That’s why Tee It Up for the Troops, with their national headquarters in Burnsville, Minn., has partnered with Textron Specialized Vehicles Inc., a Textron Inc. (NYSE:TXT) company, manufacturer of E-Z-GO vehicles, to donate customized vehicles to Fisher House, a foundation that provides comfort homes where military and veteran families can stay free of charge. Tee It Up for the Troops has donated a “battalion” of E-Z-GO vehicles to Fisher House facilities nationwide, with the recent 20th new ride delivered to the VA Palo Alto Healthcare System in California.

For the last seven years, Tee It Up for the Troops and E-Z-GO, in partnership with E-Z-GO distributor Versatile Vehicles of Prior Lake, Minn., have delivered several vehicles a year to Fisher Houses across the nation. The first was delivered to the Augusta VA Medical Center in Georgia in 2012, with others reaching the East Coast’s Walter Reed Medical Center in Maryland, the West Coast’s Camp Pendleton in California, and midwestern Fisher Houses in Milwaukee, Wisc. and Minneapolis, Minn.

“Tee It Up for the Troops has been there for us and has provided a vehicle to every one of our houses on a VA property that has needed one,” said Brian Gawne, Vice President of Community Relations for Fisher House Foundation. “Parking and getting around on a VA campus is always a challenge, and some families are not mobile. Thanks to Tee It Up for the Troops and E-Z-GO, these cars are a godsend when families are facing a tough medical crisis.”

“Recently we had a veteran discharged from the hospital after kidney removal surgery and it would have been extremely painful for him to bend into a vehicle to get back to Fisher House,” said Jenny Hall, Manager of the Alaska Fisher House. “The golf car allowed him to easily slide in and out at a comfortable height with minimal pain.”

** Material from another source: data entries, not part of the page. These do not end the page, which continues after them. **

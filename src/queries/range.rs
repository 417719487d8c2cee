#[derive(Debug, Clone, PartialEq, Eq)]
pub struct RangeBucket {
    pub min: Option<i64>,
    pub max: Option<i64>,
    pub label: String,
}

impl RangeBucket {
    pub fn contains(&self, value: i64) -> bool {
        self.min.map_or(true, |min| value >= min) && self.max.map_or(true, |max| value <= max)
    }

    fn condition(&self, column: &str) -> String {
        match (self.min, self.max) {
            (Some(min), Some(max)) => format!("{column} >= {min} AND {column} <= {max}"),
            (Some(min), None) => format!("{column} >= {min}"),
            (None, Some(max)) => format!("{column} <= {max}"),
            (None, None) => "TRUE".to_string(),
        }
    }
}

pub const UNKNOWN_RANGE_LABEL: &str = "Unknown";

/// Splits `[a, b, c]` into `a-b`, `b+1-c`, `c+1+`. A leading 0 becomes an open `<b` bucket.
pub fn num_range_buckets(ranges: &[i64]) -> Vec<RangeBucket> {
    let Some((&last, _)) = ranges.split_last() else {
        return Vec::new();
    };

    if ranges.len() == 1 {
        return vec![RangeBucket {
            min: Some(last),
            max: None,
            label: format!("{last}+"),
        }];
    }

    let mut buckets = Vec::with_capacity(ranges.len());
    for (idx, pair) in ranges.windows(2).enumerate() {
        let high = pair[1];
        if idx == 0 {
            let low = pair[0];
            if low == 0 {
                buckets.push(RangeBucket {
                    min: None,
                    max: Some(high),
                    label: format!("<{high}"),
                });
            } else {
                buckets.push(RangeBucket {
                    min: Some(low),
                    max: Some(high),
                    label: format!("{low}-{high}"),
                });
            }
        } else {
            let low = pair[0] + 1;
            buckets.push(RangeBucket {
                min: Some(low),
                max: Some(high),
                label: format!("{low}-{high}"),
            });
        }
    }

    let open = last + 1;
    buckets.push(RangeBucket {
        min: Some(open),
        max: None,
        label: format!("{open}+"),
    });
    buckets
}

pub fn num_range_case(column: &str, ranges: &[i64]) -> String {
    let buckets = num_range_buckets(ranges);
    if buckets.is_empty() {
        return format!("'{UNKNOWN_RANGE_LABEL}'");
    }

    let whens = buckets
        .iter()
        .map(|b| format!("WHEN {} THEN '{}'", b.condition(column), b.label))
        .collect::<Vec<_>>()
        .join(" ");
    format!("CASE {whens} ELSE '{UNKNOWN_RANGE_LABEL}' END")
}

#[cfg(test)]
mod tests {
    use super::*;

    #[test]
    fn two_bounds() {
        assert_eq!(
            num_range_case("a", &[1, 5]),
            "CASE WHEN a >= 1 AND a <= 5 THEN '1-5' WHEN a >= 6 THEN '6+' ELSE 'Unknown' END"
        );
    }

    #[test]
    fn single_value() {
        assert_eq!(
            num_range_case("a", &[1]),
            "CASE WHEN a >= 1 THEN '1+' ELSE 'Unknown' END"
        );
    }

    #[test]
    fn empty_ranges() {
        assert_eq!(num_range_case("a", &[]), "'Unknown'");
    }

    #[test]
    fn begin_with_zero() {
        assert_eq!(
            num_range_case("a", &[0, 3, 5]),
            "CASE WHEN a <= 3 THEN '<3' WHEN a >= 4 AND a <= 5 THEN '4-5' WHEN a >= 6 THEN '6+' ELSE 'Unknown' END"
        );
    }

    #[test]
    fn buckets_are_contiguous_and_exhaustive() {
        for ranges in [vec![0, 3, 5], vec![0, 1], vec![0, 10, 20, 50]] {
            let buckets = num_range_buckets(&ranges);
            assert_eq!(buckets.first().unwrap().min, None);
            assert_eq!(buckets.last().unwrap().max, None);
            for pair in buckets.windows(2) {
                assert_eq!(pair[1].min, pair[0].max.map(|max| max + 1));
            }
            for value in 0..100 {
                assert_eq!(buckets.iter().filter(|b| b.contains(value)).count(), 1);
            }
        }
    }
}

“It’s great teaming up with E-Z-GO and working together to make our heroes’ lives better,” said Tim Wegscheid, President & Executive Director for Tee It Up for the Troops. “I truly believe our veterans and their families are entitled to be taken care of, and donating these vehicles is just one way we do that.”

Tee It Up for the Troops has hosted 500 fundraising events in over 40 states over the last 15 years, allowing the non-profit organization to donate over $10 million to military service organizations that provide critically needed services to combat veterans and their families.

“Electric shuttles that are quiet and efficient can take a whole family or injured warfighter from a Fisher House around the campus to receive therapy or see a doctor,” said Brandon Haddock, Director, Communications at Textron Specialized Vehicles. “The vehicles can traverse facility paths, parking lots, and even into the entry of a VA hospital. It’s great to see how excited people are about the shuttles and to give the veterans something they really need.”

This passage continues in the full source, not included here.